WORK REQUIRED:
Write out all of the lines below, exactly and completely.

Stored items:
————

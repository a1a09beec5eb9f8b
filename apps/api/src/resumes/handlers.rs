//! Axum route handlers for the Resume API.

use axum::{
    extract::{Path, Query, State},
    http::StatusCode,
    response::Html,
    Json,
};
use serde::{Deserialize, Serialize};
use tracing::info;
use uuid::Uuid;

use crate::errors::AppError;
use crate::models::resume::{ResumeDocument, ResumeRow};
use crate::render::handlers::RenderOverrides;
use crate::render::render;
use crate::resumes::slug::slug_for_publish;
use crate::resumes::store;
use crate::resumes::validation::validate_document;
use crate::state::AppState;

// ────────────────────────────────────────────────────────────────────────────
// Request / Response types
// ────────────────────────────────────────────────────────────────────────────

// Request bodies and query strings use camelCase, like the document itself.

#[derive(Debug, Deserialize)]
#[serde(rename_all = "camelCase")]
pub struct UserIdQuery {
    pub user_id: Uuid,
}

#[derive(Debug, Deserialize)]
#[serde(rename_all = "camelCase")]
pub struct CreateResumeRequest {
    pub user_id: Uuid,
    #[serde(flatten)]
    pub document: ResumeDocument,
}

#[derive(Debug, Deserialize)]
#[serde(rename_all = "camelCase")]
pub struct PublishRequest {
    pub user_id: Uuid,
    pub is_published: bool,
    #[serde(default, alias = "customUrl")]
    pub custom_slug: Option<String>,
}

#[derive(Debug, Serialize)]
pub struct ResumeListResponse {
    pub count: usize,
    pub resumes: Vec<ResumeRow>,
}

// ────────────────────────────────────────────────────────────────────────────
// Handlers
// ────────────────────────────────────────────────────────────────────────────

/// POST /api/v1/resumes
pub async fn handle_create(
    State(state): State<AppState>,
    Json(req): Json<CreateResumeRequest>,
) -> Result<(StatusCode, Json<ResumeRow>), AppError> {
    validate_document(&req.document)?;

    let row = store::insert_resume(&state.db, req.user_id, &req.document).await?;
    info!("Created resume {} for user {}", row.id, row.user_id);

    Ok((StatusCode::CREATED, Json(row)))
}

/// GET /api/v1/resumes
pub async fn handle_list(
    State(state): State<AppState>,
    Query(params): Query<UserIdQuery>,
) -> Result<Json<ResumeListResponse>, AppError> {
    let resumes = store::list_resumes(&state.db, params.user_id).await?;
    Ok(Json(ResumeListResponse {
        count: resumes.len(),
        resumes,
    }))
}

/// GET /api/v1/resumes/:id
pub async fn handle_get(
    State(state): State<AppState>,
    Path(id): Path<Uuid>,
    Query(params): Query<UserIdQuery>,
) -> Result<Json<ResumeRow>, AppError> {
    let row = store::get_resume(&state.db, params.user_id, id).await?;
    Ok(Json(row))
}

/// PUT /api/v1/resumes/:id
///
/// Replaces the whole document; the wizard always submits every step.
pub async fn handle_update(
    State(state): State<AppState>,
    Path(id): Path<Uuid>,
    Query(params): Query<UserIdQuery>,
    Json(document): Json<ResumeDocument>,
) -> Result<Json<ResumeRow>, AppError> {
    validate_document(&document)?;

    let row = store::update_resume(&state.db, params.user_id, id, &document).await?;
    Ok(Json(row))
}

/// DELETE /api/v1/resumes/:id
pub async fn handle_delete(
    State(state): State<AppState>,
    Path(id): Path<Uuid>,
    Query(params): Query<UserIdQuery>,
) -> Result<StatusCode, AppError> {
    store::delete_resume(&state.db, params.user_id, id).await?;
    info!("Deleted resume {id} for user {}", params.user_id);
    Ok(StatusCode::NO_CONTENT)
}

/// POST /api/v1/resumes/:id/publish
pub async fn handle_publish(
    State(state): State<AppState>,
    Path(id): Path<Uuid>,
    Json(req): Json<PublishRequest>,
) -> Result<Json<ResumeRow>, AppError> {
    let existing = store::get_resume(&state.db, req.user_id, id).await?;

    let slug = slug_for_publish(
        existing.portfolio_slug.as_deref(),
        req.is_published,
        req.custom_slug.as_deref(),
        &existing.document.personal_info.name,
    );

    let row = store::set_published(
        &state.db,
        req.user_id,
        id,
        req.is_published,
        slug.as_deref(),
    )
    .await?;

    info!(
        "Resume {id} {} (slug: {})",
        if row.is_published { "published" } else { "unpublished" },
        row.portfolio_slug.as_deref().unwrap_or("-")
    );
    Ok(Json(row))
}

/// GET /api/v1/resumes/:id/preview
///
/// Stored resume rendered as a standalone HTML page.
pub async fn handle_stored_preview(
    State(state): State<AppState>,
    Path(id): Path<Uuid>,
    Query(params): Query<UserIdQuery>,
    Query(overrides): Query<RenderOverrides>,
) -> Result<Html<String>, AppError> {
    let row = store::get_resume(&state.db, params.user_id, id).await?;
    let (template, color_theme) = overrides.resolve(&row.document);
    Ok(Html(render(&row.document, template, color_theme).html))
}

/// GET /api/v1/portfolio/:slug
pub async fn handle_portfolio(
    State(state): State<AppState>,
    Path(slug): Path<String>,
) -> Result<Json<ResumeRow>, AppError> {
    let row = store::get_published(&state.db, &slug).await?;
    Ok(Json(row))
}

————

OUTPUT BELOW:
repository a1a09beec5eb9f8b
filename apps/api/src/resumes/handlers.rs
//! Axum route handlers for the Resume API.

use axum::{
    extract::{Path, Query, State},
    http::StatusCode,
    response::Html,
    Json,
};
use serde::{Deserialize, Serialize};
use tracing::info;
use uuid::Uuid;

use crate::errors::AppError;
use crate::models::resume::{ResumeDocument, ResumeRow};
use crate::render::handlers::RenderOverrides;
use crate::render::render;
use crate::resumes::slug::slug_for_publish;
use crate::resumes::store;
use crate::resumes::validation::validate_document;
use crate::state::AppState;

// ────────────────────────────────────────────────────────────────────────────
// Request / Response types
// ────────────────────────────────────────────────────────────────────────────

// Request bodies and query strings use camelCase, like the document itself.

#[derive(Debug, Deserialize)]
#[serde(rename_all = "camelCase")]
pub struct UserIdQuery {
    pub user_id: Uuid,
}

#[derive(Debug, Deserialize)]
#[serde(rename_all = "camelCase")]
pub struct CreateResumeRequest {
    pub user_id: Uuid,
    #[serde(flatten)]
    pub document: ResumeDocument,
}

#[derive(Debug, Deserialize)]
#[serde(rename_all = "camelCase")]
pub struct PublishRequest {
    pub user_id: Uuid,
    pub is_published: bool,
    #[serde(default, alias = "customUrl")]
    pub custom_slug: Option<String>,
}

#[derive(Debug, Serialize)]
pub struct ResumeListResponse {
    pub count: usize,
    pub resumes: Vec<ResumeRow>,
}

// ────────────────────────────────────────────────────────────────────────────
// Handlers
// ────────────────────────────────────────────────────────────────────────────

/// POST /api/v1/resumes
pub async fn handle_create(
    State(state): State<AppState>,
    Json(req): Json<CreateResumeRequest>,
) -> Result<(StatusCode, Json<ResumeRow>), AppError> {
    validate_document(&req.document)?;

    let row = store::insert_resume(&state.db, req.user_id, &req.document).await?;
    info!("Created resume {} for user {}", row.id, row.user_id);

    Ok((StatusCode::CREATED, Json(row)))
}

/// GET /api/v1/resumes
pub async fn handle_list(
    State(state): State<AppState>,
    Query(params): Query<UserIdQuery>,
) -> Result<Json<ResumeListResponse>, AppError> {
    let resumes = store::list_resumes(&state.db, params.user_id).await?;
    Ok(Json(ResumeListResponse {
        count: resumes.len(),
        resumes,
    }))
}

/// GET /api/v1/resumes/:id
pub async fn handle_get(
    State(state): State<AppState>,
    Path(id): Path<Uuid>,
    Query(params): Query<UserIdQuery>,
) -> Result<Json<ResumeRow>, AppError> {
    let row = store::get_resume(&state.db, params.user_id, id).await?;
    Ok(Json(row))
}

/// PUT /api/v1/resumes/:id
///
/// Replaces the whole document; the wizard always submits every step.
pub async fn handle_update(
    State(state): State<AppState>,
    Path(id): Path<Uuid>,
    Query(params): Query<UserIdQuery>,
    Json(document): Json<ResumeDocument>,
) -> Result<Json<ResumeRow>, AppError> {
    validate_document(&document)?;

    let row = store::update_resume(&state.db, params.user_id, id, &document).await?;
    Ok(Json(row))
}

/// DELETE /api/v1/resumes/:id
pub async fn handle_delete(
    State(state): State<AppState>,
    Path(id): Path<Uuid>,
    Query(params): Query<UserIdQuery>,
) -> Result<StatusCode, AppError> {
    store::delete_resume(&state.db, params.user_id, id).await?;
    info!("Deleted resume {id} for user {}", params.user_id);
    Ok(StatusCode::NO_CONTENT)
}

/// POST /api/v1/resumes/:id/publish
pub async fn handle_publish(
    State(state): State<AppState>,
    Path(id): Path<Uuid>,
    Json(req): Json<PublishRequest>,
) -> Result<Json<ResumeRow>, AppError> {
    let existing = store::get_resume(&state.db, req.user_id, id).await?;

    let slug = slug_for_publish(
        existing.portfolio_slug.as_deref(),
        req.is_published,
        req.custom_slug.as_deref(),
        &existing.document.personal_info.name,
    );

    let row = store::set_published(
        &state.db,
        req.user_id,
        id,
        req.is_published,
        slug.as_deref(),
    )
    .await?;

    info!(
        "Resume {id} {} (slug: {})",
        if row.is_published { "published" } else { "unpublished" },
        row.portfolio_slug.as_deref().unwrap_or("-")
    );
    Ok(Json(row))
}

/// GET /api/v1/resumes/:id/preview
///
/// Stored resume rendered as a standalone HTML page.
pub async fn handle_stored_preview(
    State(state): State<AppState>,
    Path(id): Path<Uuid>,
    Query(params): Query<UserIdQuery>,
    Query(overrides): Query<RenderOverrides>,
) -> Result<Html<String>, AppError> {
    let row = store::get_resume(&state.db, params.user_id, id).await?;
    let (template, color_theme) = overrides.resolve(&row.document);
    Ok(Html(render(&row.document, template, color_theme).html))
}

/// GET /api/v1/portfolio/:slug
pub async fn handle_portfolio(
    State(state): State<AppState>,
    Path(slug): Path<String>,
) -> Result<Json<ResumeRow>, AppError> {
    let row = store::get_published(&state.db, &slug).await?;
    Ok(Json(row))
}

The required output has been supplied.